Yes, thank you for the question. I'll address the last part first. In our 2023 guidance of $0.06, we have accounted for all impacts related to our salaried waste and benefits contracts. The guidance for 2023 does reflect an increase in maintenance costs tied to engine shop visits and lease engine rentals. This is the main factor offsetting some improvements resulting from capacity changes and benefits gained from our new distribution strategy. That's why CASM is expected to remain flat for 2023. We still have opportunities associated with the fleet densification program, which we anticipate completing in the middle of the year, with additional parts to follow in later years. We're also seeing an increase in unit costs this year due to rising overflight fees in Colombia and Brazil, contributing to upward cost pressures. We have managed to mitigate some of these with improvements in our business. To summarize, we are maintaining our CASM expectation for this year at the same level as 2022, which is influenced by incremental maintenance costs, distribution fees, and countered by improvements we are making in our operations. So, again, to summarize, we are keeping our CASM expectation flat for this year against 2022, influenced by those maintenance and distribution costs, while offset by our business improvements.

Joshua Milberg, Analyst

Okay. That's great, Jose. If you could just touch very quickly on what you're seeing in terms of corporate versus leisure trends in the first quarter and the first half. I know you guys always get that question.

Jose Montero, CFO

Yes, it's still not fully recovered.
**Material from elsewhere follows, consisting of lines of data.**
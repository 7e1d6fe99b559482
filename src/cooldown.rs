//! Cooldown window tracking.
//!
//! An accepted motion trigger that leads to a notification opens a cooldown
//! window. While the window is open, further motion triggers are suppressed
//! and activity triggers run a lightweight re-check that only notifies about
//! subjects not yet reported in this window.
//!
//! All times are seconds since the Unix epoch. A `last_event_time` of zero
//! means no window has ever been opened.

use std::collections::BTreeSet;
use std::time::Duration;

/// Default cooldown after a notification (3 minutes).
pub const DEFAULT_COOLDOWN: Duration = Duration::from_secs(180);

/// Decision for an incoming motion trigger.
#[derive(Clone, Copy, Debug, PartialEq, Eq)]
pub enum MotionDecision {
    /// No window is open: run a full cycle.
    Accept,
    /// A window is open; the trigger is suppressed.
    Cooldown { remaining_s: u64 },
}

/// Decision for an incoming activity trigger.
#[derive(Clone, Copy, Debug, PartialEq, Eq)]
pub enum ActivityDecision {
    /// Inside an open window: fetch, detect and notify about new subjects.
    Recheck,
    /// No full cycle has notified yet.
    NoWindow,
    /// The last window has already closed.
    WindowExpired,
}

#[derive(Clone, Debug)]
pub struct CooldownTracker {
    cooldown_s: u64,
    reset_on_new_window: bool,
    last_event_time: u64,
    notified: BTreeSet<String>,
}

impl CooldownTracker {
    /// Create a tracker.
    ///
    /// With `reset_on_new_window` the notified set is replaced whenever a full
    /// cycle opens a new window; without it subjects accumulate for the
    /// lifetime of the process.
    pub fn new(cooldown: Duration, reset_on_new_window: bool) -> Self {
        Self {
            cooldown_s: cooldown.as_secs(),
            reset_on_new_window,
            last_event_time: 0,
            notified: BTreeSet::new(),
        }
    }

    pub fn cooldown(&self) -> Duration {
        Duration::from_secs(self.cooldown_s)
    }

    /// Start of the current (or last) window, if one was ever opened.
    pub fn last_event_time(&self) -> Option<u64> {
        (self.last_event_time != 0).then_some(self.last_event_time)
    }

    pub fn notified_subjects(&self) -> &BTreeSet<String> {
        &self.notified
    }

    pub fn on_motion(&self, now: u64) -> MotionDecision {
        let elapsed = now.saturating_sub(self.last_event_time);
        if elapsed >= self.cooldown_s {
            MotionDecision::Accept
        } else {
            MotionDecision::Cooldown {
                remaining_s: self.cooldown_s - elapsed,
            }
        }
    }

    pub fn on_activity(&self, now: u64) -> ActivityDecision {
        if self.last_event_time == 0 {
            return ActivityDecision::NoWindow;
        }
        if now.saturating_sub(self.last_event_time) < self.cooldown_s {
            ActivityDecision::Recheck
        } else {
            ActivityDecision::WindowExpired
        }
    }

    /// Subjects in `detected` that have not been notified in this window.
    pub fn new_subjects(&self, detected: &BTreeSet<String>) -> BTreeSet<String> {
        detected.difference(&self.notified).cloned().collect()
    }

    /// Record a full cycle that notified about `subjects` at `now`.
    ///
    /// An empty set leaves the state untouched.
    pub fn record_full_cycle(&mut self, subjects: &BTreeSet<String>, now: u64) {
        if subjects.is_empty() {
            return;
        }
        if self.reset_on_new_window {
            self.notified.clear();
        }
        self.notified.extend(subjects.iter().cloned());
        self.last_event_time = now;
    }

    /// Record a re-check that notified about `new_subjects` at `now`,
    /// extending the current window.
    pub fn record_recheck(&mut self, new_subjects: &BTreeSet<String>, now: u64) {
        if new_subjects.is_empty() {
            return;
        }
        self.notified.extend(new_subjects.iter().cloned());
        self.last_event_time = now;
    }
}

impl Default for CooldownTracker {
    fn default() -> Self {
        Self::new(DEFAULT_COOLDOWN, true)
    }
}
I would say right now, leisure VFR is about 3/4 of the total volume of passengers that we're serving and about 1/4 is related to business. It is still not back to the sort of 2/3, 1/3 where it was pre-pandemic.

Operator, Operator

At this time, I'd like to turn the call back over to Pedro Heilbron for closing remarks. Sir?

Pedro Heilbron, CEO

Yes. Okay. Thank you, and thank you all. This concludes our earnings call. Thank you for being with us. Thanks for your continued support, and have a great day. Have a great weekend, and we'll see you next time. Thank you very much.

Operator, Operator

Ladies and gentlemen, thank you for your participation. That concludes the presentation. You may disconnect and have a wonderful day.